Advice on high OG fermentation

So, I was gearing up to brew a tripel, which eventually became a dark strong ale instead. Everything went as planned and it’s been fermenting for 2.5 weeks. I haven’t really seen any activity since the weekend, so I took a gravity sample today.

OG = 1.115
Today = 1.047

I’m looking for thoughts on how I might expect this one to finish up. Some info:

Volume: 2.5 gal

6lb Gold LME
1lb D90 candi syrup

Steeping grains:
0.5lb Aromatic malt
0.5lb Special B
0.25lb Carapils
0.25lb Caramunich
0.25lb melanoidin
(Thank you Pietro for the recipe you posted a couple months ago)

Wyeast 3787 Trappist High Gravity

Brewtarget says FG should look something like 1.026. Is that realistic? Of course, it says the NB Barleywine recipe should finish at 1.022, and mine finished at 1.031 after primary, 1.026 after 8 months secondary/aging.

So, thoughts? While we’re at it: How long would you let this one age before bottling? The recipes I’ve compared it to suggest only a few weeks or maybe 1-2 months, but this is a bit bigger than normal.

Thanks!

Well, you listed details about everything except for how big of a yeast starter you made so I’m guessing there wasn’t one. One package of any yeast isn’t going to be enough to chew through that my sugar efficiently. Well, maybe just saw it was only a half batch, still that’s pushing it. I’d consult a yeast calc online if you didn’t. As to how to fix it, I’d start with warming up the beer to the higher end of the temp spectrum and trying to rouse the yeast. Anything that high in gravity I’d let age for a while. Give it a four-six months.

Just checking - you using a hydrometer or a refractometer to measure FG?

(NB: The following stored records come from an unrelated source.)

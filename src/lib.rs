//! Send coordinates to a motion-control device over a serial connection.
//!
//! ```no_run
//! use feed_serial::{format_line, Coordinate, PortWriter};
//! use std::path::Path;
//!
//! let line = format_line(&[Coordinate::new(1, 4, 0), Coordinate::new(5, 2, 0)]);
//!
//! let mut writer = PortWriter::open(Path::new("/dev/ttyACM0"))?;
//! writer.send_line(&line)?;
//! writer.close()?;
//! # Ok::<(), feed_serial::Error>(())
//! ```
use std::io;
use std::num::ParseFloatError;
use std::path::PathBuf;
use thiserror::Error;

pub mod command;
pub mod point;
pub mod port;
pub mod preview;

pub use command::{format_line, parse_line};
pub use point::Coordinate;
pub use port::PortWriter;

#[derive(Error, Debug)]
pub enum Error {
    #[error("Failed to open serial device {}: {source}.", device.display())]
    DeviceOpen {
        device: PathBuf,
        source: serial::Error,
    },

    #[error("Failed to write line {line:?}: {source}.")]
    Write { line: String, source: io::Error },

    #[error("Coordinate {triple:?} has {found} components, expected 3.")]
    InvalidArity { triple: String, found: usize },

    #[error("Failed to parse component {component:?} as number: {source}.")]
    InvalidComponent {
        component: String,
        source: ParseFloatError,
    },

    #[error("Component {component:?} is not a finite number.")]
    NonFiniteComponent { component: String },

    #[error("Failed to flush transport: {source}.")]
    Flush { source: io::Error },

    #[error("I/O error on {}: {source}.", path.display())]
    Io { path: PathBuf, source: io::Error },
}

  1. Yeast starter! I used a Patersbier (OG 1.055) as the starter and ended up pitching everything that I had left after harvesting and rinsing once. Pitched the day after bottling and harvest. Turned out to be somewhere in the neighborhood of 60-90mL dense pellet (it was centrifuged). Mrmalty calls for about that range, depending on the density, so I probably overpitched a bit.

  2. Hydrometer

I pitched at about 64 degrees then moved it to my basement. The basement sits at about 60, so it cooled a bit and fermentation started about 24 hours later. Temp rose to maybe 64 for the next 5 days, then started to drop off. I moved it back upstairs on the 17th and the temp rose to 70, where it’s been ever since. I roused the yeast on Sunday, but that didn’t seem to do much. I don’t know how I’d raise the temp, except maybe point a space heater at it. Wouldn’t want to leave that running for days on end, though.

I should note that the hydro sample tasted pretty good. Not overly sweet at all, though I do like sweet, malty beer. It’s what I was aiming for, actually.

You’ve done what I would suggest (warm and rouse the yeast) and you’re using a hydrometer, so it may be done although seems like the yeast (assuming healthy with proper oxygenation) ought to have knocked off at least another 10-20 points.

Yeah, I don’t know. Warm and rouse. Extract tends to end high but that still seems really high.